Transcurren algunas carnestolendas por el río de las festividades patrias, y observamos luego cómo el dictador Marcos Pérez Jiménez echa un pie de baile con la encopetada doña Flor en el Círculo Militar de Caracas, para inaugurar las festividades del Rey Momo. Después, sigue el desfile de carrozas por las calles principales, hay comparsas de todo tipo, las reinas del carnaval lanzando besos y caramelos, los muchachos con gritos de "¡Aquí es, aquí es!", para que les llegue certeramente su envión de golosinas. Pan y circo, pues, a los fines de la subsistencia dictatorial.

Más creciditos no nos perdemos el "babarabatiri" generalizado: los carnavales capitalinos toman por asalto tumultuoso las plazas públicas y los sitios y hoteles de moda (los clubes Casablanca y Las Fuentes; los hoteles Tamanaco y Ávila). Es la época de los cantantes salseros que llegan a visitarnos colmando la rumba; el lance de las lanzadas "negritas" susurrándonos: "¡A que no me conoces, a que no me conoces!"; la moda del disfraz de "relámpago", mediante el cual las mujeres se ponían un abrigo sin nada debajo, y en medio del baile se lo abrían y cerraban velozmente al tiempo que decían: "¡Relámpago, relámpago!"; la estación de los templones de amor en los templetes, el agua ardiente de cualquier producto licoroso, el cénit sonoro de las orquestas Billo´s Caracas Boys, Los Melódicos y Porfi Jiménez, y el mandato general e ineludible de "A gozar, muchachooos".

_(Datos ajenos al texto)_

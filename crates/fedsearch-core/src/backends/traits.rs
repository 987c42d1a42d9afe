//! Backend collaborator contracts
//!
//! The orchestrator only ever talks to trait objects; concrete stores live
//! behind these seams.

use crate::error::Result;
use crate::search::{SearchResult, TextQuery};
use async_trait::async_trait;
use chrono::{DateTime, Utc};
use std::collections::HashMap;
use std::fmt;
use std::future::Future;
use std::sync::Arc;

/// One row from the local full-text index
#[derive(Debug, Clone, Default)]
pub struct TextRow {
    pub id: i64,
    pub provider_id: Option<String>,
    pub subject: String,
    pub snippet: String,
    pub sender: String,
    pub received_at: Option<DateTime<Utc>>,
    pub is_read: bool,
    pub has_attachment: bool,
    pub folder: Option<String>,
    /// Normalized relevance in 0..=1, if the engine reports one
    pub rank: Option<f64>,
}

/// A page of full-text rows plus the total match count
#[derive(Debug, Clone, Default)]
pub struct TextSearchPage {
    pub rows: Vec<TextRow>,
    pub total: usize,
}

/// Local full-text search
#[async_trait]
pub trait TextSearchBackend: Send + Sync {
    async fn search(
        &self,
        user_id: &str,
        query: &TextQuery,
        limit: usize,
        offset: usize,
    ) -> Result<TextSearchPage>;
}

/// Embedding generation trait
#[async_trait]
pub trait Embedder: Send + Sync {
    /// Generate embedding for single text
    async fn embed(&self, text: &str) -> Result<Vec<f32>>;
}

/// Options for a vector similarity lookup
#[derive(Debug, Clone)]
pub struct VectorSearchOptions {
    pub user_id: String,
    pub limit: usize,
    pub min_score: f32,
}

/// One vector similarity hit
#[derive(Debug, Clone, Default)]
pub struct VectorHit {
    pub id: String,
    pub score: f32,
    pub content: String,
    /// Free-form metadata; `subject` and `snippet` are expected
    pub metadata: HashMap<String, String>,
}

/// Vector similarity search
#[async_trait]
pub trait VectorStore: Send + Sync {
    async fn search(&self, vector: &[f32], options: &VectorSearchOptions) -> Result<Vec<VectorHit>>;
}

/// Opaque credential handed through to the remote provider.
///
/// Its shape (OAuth token, API key, ...) is the caller's business.
#[derive(Clone)]
pub struct Credential(Arc<str>);

impl Credential {
    pub fn new(secret: impl Into<Arc<str>>) -> Self {
        Self(secret.into())
    }

    pub fn expose(&self) -> &str {
        &self.0
    }
}

impl fmt::Debug for Credential {
    fn fmt(&self, f: &mut fmt::Formatter<'_>) -> fmt::Result {
        f.write_str("Credential(<redacted>)")
    }
}

/// Remote provider search, supplied per call by the caller.
///
/// Receives the provider-syntax query string and returns results already
/// in the common shape.
#[async_trait]
pub trait RemoteSearch: Send + Sync {
    async fn search(
        &self,
        credential: Option<&Credential>,
        query: &str,
        limit: usize,
    ) -> Result<Vec<SearchResult>>;
}

#[async_trait]
impl<F, Fut> RemoteSearch for F
where
    F: Fn(Option<Credential>, String, usize) -> Fut + Send + Sync,
    Fut: Future<Output = Result<Vec<SearchResult>>> + Send + 'static,
{
    async fn search(
        &self,
        credential: Option<&Credential>,
        query: &str,
        limit: usize,
    ) -> Result<Vec<SearchResult>> {
        (self)(credential.cloned(), query.to_string(), limit).await
    }
}
//! Configuration management

use crate::error::{FedSearchError, Result};
use serde::{Deserialize, Serialize};
use std::path::{Path, PathBuf};
use std::time::Duration;

/// Main configuration structure
#[derive(Debug, Clone, Serialize, Deserialize)]
pub struct SearchConfig {
    /// Deadline for the local phase (full-text + vector), in milliseconds
    #[serde(default = "default_phase1_timeout_ms")]
    pub phase1_timeout_ms: u64,

    /// Deadline for the remote provider phase, in milliseconds
    #[serde(default = "default_phase2_timeout_ms")]
    pub phase2_timeout_ms: u64,

    /// Limit used when a request asks for zero results
    #[serde(default = "default_limit")]
    pub default_limit: usize,

    /// Upper bound on any requested limit
    #[serde(default = "default_max_limit")]
    pub max_limit: usize,

    /// Minimum similarity for vector hits
    #[serde(default = "default_vector_min_score")]
    pub vector_min_score: f32,

    /// Rank fusion settings
    #[serde(default)]
    pub fusion: FusionConfig,

    /// Response cache settings
    #[serde(default)]
    pub cache: CacheConfig,
}

/// Rank fusion configuration
#[derive(Debug, Clone, Serialize, Deserialize)]
pub struct FusionConfig {
    /// RRF smoothing constant
    #[serde(default = "default_rrf_k")]
    pub rrf_k: f64,

    /// Rank assigned to a result missing from a source
    #[serde(default = "default_rrf_missing_rank")]
    pub rrf_missing_rank: usize,

    /// Per-source weights for weighted-score fusion
    #[serde(default)]
    pub weights: SourceWeights,

    /// Recency boost factor applied after balanced/complete merges (0 disables)
    #[serde(default = "default_recency_boost")]
    pub recency_boost: f64,
}

impl Default for FusionConfig {
    fn default() -> Self {
        Self {
            rrf_k: default_rrf_k(),
            rrf_missing_rank: default_rrf_missing_rank(),
            weights: SourceWeights::default(),
            recency_boost: default_recency_boost(),
        }
    }
}

/// Source weights for weighted-score fusion
#[derive(Debug, Clone, Copy, Serialize, Deserialize)]
pub struct SourceWeights {
    pub text: f64,
    pub vector: f64,
    pub provider: f64,
}

impl Default for SourceWeights {
    fn default() -> Self {
        Self {
            text: 0.3,
            vector: 0.5,
            provider: 0.2,
        }
    }
}

/// Response cache configuration
#[derive(Debug, Clone, Serialize, Deserialize)]
pub struct CacheConfig {
    #[serde(default = "default_true")]
    pub enabled: bool,

    /// Entry lifetime in seconds
    #[serde(default = "default_cache_ttl_secs")]
    pub ttl_secs: u64,

    /// Maximum number of cached responses
    #[serde(default = "default_cache_max_entries")]
    pub max_entries: usize,

    /// Period of the background expiry sweep, in seconds
    #[serde(default = "default_cleanup_interval_secs")]
    pub cleanup_interval_secs: u64,
}

impl CacheConfig {
    pub fn ttl(&self) -> Duration {
        Duration::from_secs(self.ttl_secs)
    }

    pub fn cleanup_interval(&self) -> Duration {
        Duration::from_secs(self.cleanup_interval_secs)
    }
}

impl Default for CacheConfig {
    fn default() -> Self {
        Self {
            enabled: true,
            ttl_secs: default_cache_ttl_secs(),
            max_entries: default_cache_max_entries(),
            cleanup_interval_secs: default_cleanup_interval_secs(),
        }
    }
}

fn default_phase1_timeout_ms() -> u64 {
    100
}

fn default_phase2_timeout_ms() -> u64 {
    2000
}

fn default_limit() -> usize {
    20
}

fn default_max_limit() -> usize {
    100
}

fn default_vector_min_score() -> f32 {
    0.3
}

fn default_rrf_k() -> f64 {
    60.0
}

fn default_rrf_missing_rank() -> usize {
    1000
}

fn default_recency_boost() -> f64 {
    0.2
}

fn default_true() -> bool {
    true
}

fn default_cache_ttl_secs() -> u64 {
    300
}

fn default_cache_max_entries() -> usize {
    1000
}

fn default_cleanup_interval_secs() -> u64 {
    60
}

impl Default for SearchConfig {
    fn default() -> Self {
        Self {
            phase1_timeout_ms: default_phase1_timeout_ms(),
            phase2_timeout_ms: default_phase2_timeout_ms(),
            default_limit: default_limit(),
            max_limit: default_max_limit(),
            vector_min_score: default_vector_min_score(),
            fusion: FusionConfig::default(),
            cache: CacheConfig::default(),
        }
    }
}

impl SearchConfig {
    /// Load config from default path, falling back to defaults
    pub fn load() -> Result<Self> {
        let path = Self::default_path();
        if path.exists() {
            Self::load_from(&path)
        } else {
            Ok(Self::default())
        }
    }

    /// Load config from a YAML file
    pub fn load_from(path: &Path) -> Result<Self> {
        let content = std::fs::read_to_string(path)?;
        let config: SearchConfig = serde_yaml::from_str(&content)?;
        config.validate()?;
        Ok(config)
    }

    /// Load config from default path and apply `FEDSEARCH_*` overrides
    pub fn from_env() -> Result<Self> {
        let mut config = Self::load()?;
        config.apply_env_overrides(|key| std::env::var(key).ok())?;
        Ok(config)
    }

    /// Get default config path
    pub fn default_path() -> PathBuf {
        dirs::config_dir()
            .unwrap_or_else(|| PathBuf::from("."))
            .join(crate::CONFIG_DIR_NAME)
            .join("config.yml")
    }

    fn apply_env_overrides<F>(&mut self, lookup: F) -> Result<()>
    where
        F: Fn(&str) -> Option<String>,
    {
        if let Some(v) = lookup("FEDSEARCH_PHASE1_TIMEOUT_MS") {
            self.phase1_timeout_ms = parse_env("FEDSEARCH_PHASE1_TIMEOUT_MS", &v)?;
        }
        if let Some(v) = lookup("FEDSEARCH_PHASE2_TIMEOUT_MS") {
            self.phase2_timeout_ms = parse_env("FEDSEARCH_PHASE2_TIMEOUT_MS", &v)?;
        }
        if let Some(v) = lookup("FEDSEARCH_CACHE_TTL_SECS") {
            self.cache.ttl_secs = parse_env("FEDSEARCH_CACHE_TTL_SECS", &v)?;
        }
        if let Some(v) = lookup("FEDSEARCH_CACHE_DISABLED") {
            self.cache.enabled = !matches!(v.trim(), "1" | "true" | "yes");
        }
        self.validate()
    }

    /// Reject settings the pipeline cannot run with
    pub fn validate(&self) -> Result<()> {
        if self.phase1_timeout_ms == 0 || self.phase2_timeout_ms == 0 {
            return Err(FedSearchError::Config(
                "phase timeouts must be greater than zero".to_string(),
            ));
        }
        if self.max_limit == 0 {
            return Err(FedSearchError::Config(
                "max_limit must be greater than zero".to_string(),
            ));
        }
        let w = &self.fusion.weights;
        if w.text < 0.0 || w.vector < 0.0 || w.provider < 0.0 {
            return Err(FedSearchError::Config(
                "source weights must not be negative".to_string(),
            ));
        }
        if self.fusion.rrf_k <= 0.0 {
            return Err(FedSearchError::Config("rrf_k must be positive".to_string()));
        }
        if self.cache.enabled && self.cache.ttl_secs == 0 {
            return Err(FedSearchError::Config(
                "cache ttl must be greater than zero when the cache is enabled".to_string(),
            ));
        }
        Ok(())
    }

    /// Clamp a requested limit into `1..=max_limit`, mapping zero to the default
    pub fn effective_limit(&self, requested: usize) -> usize {
        let limit = if requested == 0 {
            self.default_limit
        } else {
            requested
        };
        limit.clamp(1, self.max_limit)
    }

    pub fn phase1_timeout(&self) -> Duration {
        Duration::from_millis(self.phase1_timeout_ms)
    }

    pub fn phase2_timeout(&self) -> Duration {
        Duration::from_millis(self.phase2_timeout_ms)
    }
}

fn parse_env<T: std::str::FromStr>(key: &str, value: &str) -> Result<T> {
    value
        .trim()
        .parse()
        .map_err(|_| FedSearchError::Config(format!("invalid value for {}: {:?}", key, value)))
}
// Tool Configuration

use serde::Deserialize;

/// Automation ProgID registered by the tool
pub const DEFAULT_PROG_ID: &str = "ToolOneNG.Application";

/// Executable name matched (exactly) by the shutdown fallback
pub const DEFAULT_PROCESS_NAME: &str = "ToolOne.exe";

/// Settings fixed for the lifetime of a controller
#[derive(Debug, Clone, PartialEq, Eq, Deserialize)]
#[serde(default)]
pub struct ToolConfig {
    /// ProgID used to reach the automation server
    pub prog_id: String,
    /// Process name killed when a graceful quit fails
    pub process_name: String,
    /// Whether the tool's main window is shown after connecting
    pub window_visible: bool,
    /// Recorder addressed by all recording operations
    pub recorder_index: usize,
    /// Platform addressed by load/unload/start/stop/pause
    pub platform_index: usize,
}

impl Default for ToolConfig {
    fn default() -> Self {
        Self {
            prog_id: DEFAULT_PROG_ID.to_string(),
            process_name: DEFAULT_PROCESS_NAME.to_string(),
            window_visible: true,
            recorder_index: 0,
            platform_index: 0,
        }
    }
}

#[cfg(test)]
mod tests {
    use super::*;

    #[test]
    fn test_defaults() {
        let config = ToolConfig::default();
        assert_eq!(config.prog_id, "ToolOneNG.Application");
        assert_eq!(config.process_name, "ToolOne.exe");
        assert!(config.window_visible);
        assert_eq!(config.recorder_index, 0);
        assert_eq!(config.platform_index, 0);
    }

    #[test]
    fn test_partial_deserialize_keeps_defaults() {
        let config: ToolConfig =
            serde_json::from_str(r#"{"window_visible": false, "process_name": "Other.exe"}"#)
                .unwrap();

        assert!(!config.window_visible);
        assert_eq!(config.process_name, "Other.exe");
        assert_eq!(config.prog_id, DEFAULT_PROG_ID);
    }
}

El martes de Carnaval es la hecatombe del agua, de los embadurnes con harina mojada, azulillo, huevos podridos, negro-humo y demás sustancias nocivas, como un atávico legado de la época colonial que trató de eliminar con escaso éxito el gobierno de Antonio Guzmán Blanco, pues dicha costumbre, hoy quizás en decadencia, persistió durante muchos años. Si alguna vez pecamos de ese dislate, ahora nos arrepentimos con lágrimas verdaderas (y no de cocodrilo enmascarado, por supuesto).

El espejo de lapso retrovisor me indica las semanas de disfrute prolongado, donde al Carnaval seguía la octavita, a esta el carnavalito y por último "el repele del carnavalito", o sea, 28 días de rumbo rumbero y de la música en volumen agresivo, a lo cual debemos la mitad de la audición en nuestro oído medio. Y quienes no deseaban quedarse en las ciudades, se iban "Pa la playa, mano", demostrando que el carnaval es una fiesta pagana, o sea, que se paga por  todo (el alojamiento, el toldo, las sillas, las empanadas, las cervezas, el pescado frito, los tostones y no pare usted de contar… la plata que lleva).

Cuando arriba el Carnaval, a quienes hemos cumplido sucesivos lustros bailando en las tarimas de la existencia, nos entra una especie de nostalgia mañosa, un nosequé dentro del esqueleto alegre, unas ganas promiscuas de empatarnos con las "negritas" exuberantes del pasado y susurrar como Lucho Gatica: "Reloj, no marques las horas..." porque de lo contrario voy a envejecer… más de la cuenta.